Views: 6
Agency famous for secrecy offers new details on 10-year quest in podcast.
The National Security Agency revealed new details on Thursday of its pivotal role in tracking the most wanted terrorist in American history: Osama bin Laden, including how it helped finger the courier who led to the al Qaeda leader’s hideout and how it helped protect the mission that finally hunted him down.
The agency is preparing to publish its history of the years it spent searching for the founding leader of the terror group behind the 9/11 attacks on a forthcoming podcast diving into the U.S. government’s secret efforts to intercept terrorist communications.
Details of the NSA’s work on the manhunt were shared early with The Washington Times, including the agency’s pursuit of the Saudi-born terrorist’s courier, its help in identifying bin Laden’s secret compound in Pakistan, and its supporting role in the daring Navy SEAL raid in May 2011 that killed him.
Various accounts of the U.S. manhunt for bin Laden turned one of the Navy SEALs who participated into a bestselling author and transformed the work of a CIA intelligence analyst into the source for a Hollywood blockbuster. Much of the NSA’s toil in the mission against bin Laden remains shrouded in secrecy — including internally at the agency.
Of the tens of thousands of people working for the NSA, approximately 50 people knew ahead of time about the planned raid, said Jon Darby, former director of operations.
“This one was different,” Mr. Darby said on NSA’s forthcoming podcast. “And what I mean by that is: ultra-compartmented. There was, at one point, I got a call from a very senior official at CIA who was telling me, ‘You realize this is the most, the top secret in the United States government right now?’”
Mr. Darby recalls on the NSA’s upcoming “No Such Podcast” broadcast that he was thrust into the world of spying on al Qaeda’s communications while the nation was still processing the horror of the Sept. 11, 2001, terrorist attacks. He said efforts to track bin Laden accelerated in the fall of 2001, according to a transcript shared with The Times.
U.S. forces in Afghanistan reportedly narrowly missed capturing the al Qaeda leader in fighting at Tora Bora in late 2001 and quickly lost track of his whereabouts.

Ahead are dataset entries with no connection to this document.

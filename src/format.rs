use serde::{Deserialize, Serialize};
use std::collections::HashSet;
use std::fmt;
use tracing::debug;

/// Barcode symbologies the decode engine can be asked for.
///
/// This is the crate's own format vocabulary; the mapping to the codec
/// delegate lives at the engine boundary.
#[derive(Debug, Clone, Copy, PartialEq, Eq, Hash, Serialize, Deserialize)]
pub enum BarcodeFormat {
    Aztec,
    Codabar,
    Code39,
    Code93,
    Code128,
    DataMatrix,
    Ean8,
    Ean13,
    Itf,
    MaxiCode,
    Pdf417,
    QrCode,
    Rss14,
    RssExpanded,
    UpcA,
    UpcE,
    UpcEanExtension,
    /// Reported by the codec delegate for symbologies outside this vocabulary.
    Unknown,
}

impl BarcodeFormat {
    /// Parse a single zxing-style format identifier. Returns `None` for
    /// unrecognized identifiers; callers ignore those rather than failing.
    pub fn parse(identifier: &str) -> Option<BarcodeFormat> {
        match identifier {
            "AZTEC" => Some(Self::Aztec),
            "CODABAR" => Some(Self::Codabar),
            "CODE_39" => Some(Self::Code39),
            "CODE_93" => Some(Self::Code93),
            "CODE_128" => Some(Self::Code128),
            "DATA_MATRIX" => Some(Self::DataMatrix),
            "EAN_8" => Some(Self::Ean8),
            "EAN_13" => Some(Self::Ean13),
            "ITF" => Some(Self::Itf),
            "MAXICODE" => Some(Self::MaxiCode),
            "PDF_417" => Some(Self::Pdf417),
            "QR_CODE" => Some(Self::QrCode),
            "RSS_14" => Some(Self::Rss14),
            "RSS_EXPANDED" => Some(Self::RssExpanded),
            "UPC_A" => Some(Self::UpcA),
            "UPC_E" => Some(Self::UpcE),
            "UPC_EAN_EXTENSION" => Some(Self::UpcEanExtension),
            _ => None,
        }
    }

    /// Linear symbologies get line-segment overlays instead of point markers.
    pub const fn is_one_d(self) -> bool {
        matches!(
            self,
            Self::Codabar
                | Self::Code39
                | Self::Code93
                | Self::Code128
                | Self::Ean8
                | Self::Ean13
                | Self::Itf
                | Self::Rss14
                | Self::RssExpanded
                | Self::UpcA
                | Self::UpcE
                | Self::UpcEanExtension
        )
    }

    /// Product (UPC/EAN family) symbologies.
    pub const fn is_product(self) -> bool {
        matches!(
            self,
            Self::Ean8
                | Self::Ean13
                | Self::Rss14
                | Self::RssExpanded
                | Self::UpcA
                | Self::UpcE
                | Self::UpcEanExtension
        )
    }
}

impl fmt::Display for BarcodeFormat {
    fn fmt(&self, f: &mut fmt::Formatter<'_>) -> fmt::Result {
        let name = match self {
            Self::Aztec => "AZTEC",
            Self::Codabar => "CODABAR",
            Self::Code39 => "CODE_39",
            Self::Code93 => "CODE_93",
            Self::Code128 => "CODE_128",
            Self::DataMatrix => "DATA_MATRIX",
            Self::Ean8 => "EAN_8",
            Self::Ean13 => "EAN_13",
            Self::Itf => "ITF",
            Self::MaxiCode => "MAXICODE",
            Self::Pdf417 => "PDF_417",
            Self::QrCode => "QR_CODE",
            Self::Rss14 => "RSS_14",
            Self::RssExpanded => "RSS_EXPANDED",
            Self::UpcA => "UPC_A",
            Self::UpcE => "UPC_E",
            Self::UpcEanExtension => "UPC_EAN_EXTENSION",
            Self::Unknown => "UNKNOWN",
        };
        f.write_str(name)
    }
}

/// UPC/EAN family, scanned for product-search invocations.
pub fn product_formats() -> HashSet<BarcodeFormat> {
    [
        BarcodeFormat::UpcA,
        BarcodeFormat::UpcE,
        BarcodeFormat::Ean8,
        BarcodeFormat::Ean13,
        BarcodeFormat::Rss14,
        BarcodeFormat::RssExpanded,
    ]
    .into_iter()
    .collect()
}

/// All linear symbologies.
pub fn one_d_formats() -> HashSet<BarcodeFormat> {
    let mut set = product_formats();
    set.extend([
        BarcodeFormat::Code39,
        BarcodeFormat::Code93,
        BarcodeFormat::Code128,
        BarcodeFormat::Itf,
        BarcodeFormat::Codabar,
    ]);
    set
}

fn family(name: &str) -> Option<HashSet<BarcodeFormat>> {
    match name {
        "PRODUCT_MODE" => Some(product_formats()),
        "ONE_D_MODE" => Some(one_d_formats()),
        "QR_CODE_MODE" => Some([BarcodeFormat::QrCode].into_iter().collect()),
        "DATA_MATRIX_MODE" => Some([BarcodeFormat::DataMatrix].into_iter().collect()),
        "AZTEC_MODE" => Some([BarcodeFormat::Aztec].into_iter().collect()),
        "PDF417_MODE" => Some([BarcodeFormat::Pdf417].into_iter().collect()),
        _ => None,
    }
}

/// Parse a list of format or family identifiers into a format set.
///
/// Unrecognized identifiers are logged and skipped, never fatal. An empty
/// result means "all formats" to the decode engine.
pub fn parse_format_set<'a, I>(identifiers: I) -> HashSet<BarcodeFormat>
where
    I: IntoIterator<Item = &'a str>,
{
    let mut set = HashSet::new();
    for id in identifiers {
        let id = id.trim();
        if id.is_empty() {
            continue;
        }
        if let Some(formats) = family(id) {
            set.extend(formats);
        } else if let Some(format) = BarcodeFormat::parse(id) {
            set.insert(format);
        } else {
            debug!("Ignoring unrecognized format identifier: {}", id);
        }
    }
    set
}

“I remember late-night meetings in the fall of 2001. We’d sit around a table and say, ‘How do we find him?’ And one of the early theories was a courier, somebody that’s going to be taking care of him,” Mr. Darby said. “But that was 2001.”
The NSA’s theory appears to have paid dividends. A detainee in North Africa first told American debriefers in 2002 about a courier for bin Laden, former acting CIA Director Michael Morell said at a George Mason University event in 2020.
The manhunt for bin Laden promoted a new working dynamic between the CIA and NSA. Mr. Darby said the NSA developed a process to send analysts to work at CIA, to share work at each agency’s headquarters, and to travel overseas.
Targeting Abbottabad
Mr. Darby said a combination of signals and human intelligence led the U.S. government to a courier and caretaker for bin Laden in Abbottabad, Pakistan.
U.S. government analysts had homed in on bin Laden’s suspected Pakistan compound by late 2010, Mr. Darby said. Together with other agencies, including the CIA, the NSA examined “some creative options” to collect more intelligence on those living in the compound to confirm his identity.
Mr. Darby declined on the podcast to share the U.S. government’s specific collection operations aimed at the compound.
The 2012 film “Zero Dark Thirty,” a dramatized version of the manhunt and raid, includes a scene depicting a U.S. official explaining in the White House different futile options for penetrating the compound. The official explains that the terrorist suspects at the compound don’t make phone calls and the U.S. government explored collection ideas involving a pinhole camera, hot-air balloons, tunnels, a vaccination program and collecting feces, among other schemes.
After the president approved a covert plan to raid the compound and capture or kill bin Laden, it was the NSA’s job to ensure the Afghanistan-based U.S. military helicopters ferrying Americans to and away from the compound faced no threats on their way into and out of Pakistan.
After years of searching for the terrorist, bin Laden was dead and the Americans returned home.
The hunt for bin Laden experienced many fits and starts. The 9/11 Commission blamed The Washington Times for a 1998 report referencing the terrorist’s communication as making it “much more difficult” for the NSA to intercept bin Laden’s conversations. The Times said in 2005 that the commission falsely singled out its reporting and cited many reports from other news outlets mentioning the same detail.
Mr. Darby said on the podcast that bin Laden’s use of electronic communications stopped after the media reported his satellite phone usage. Mr. Darby credited NSA personnel for not giving up the hunt.
“There were plenty of people that came to me at the time, when I was the head of the analytic counterterrorism organization, saying, ‘Why are you spending any resources on this? You know, he’s dead, you’re not going to find him,’” Mr. Darby said. “And, we said, ‘No, we will, if he is alive, we will find him. The U.S. government will find him. That’s not an option just to give up.”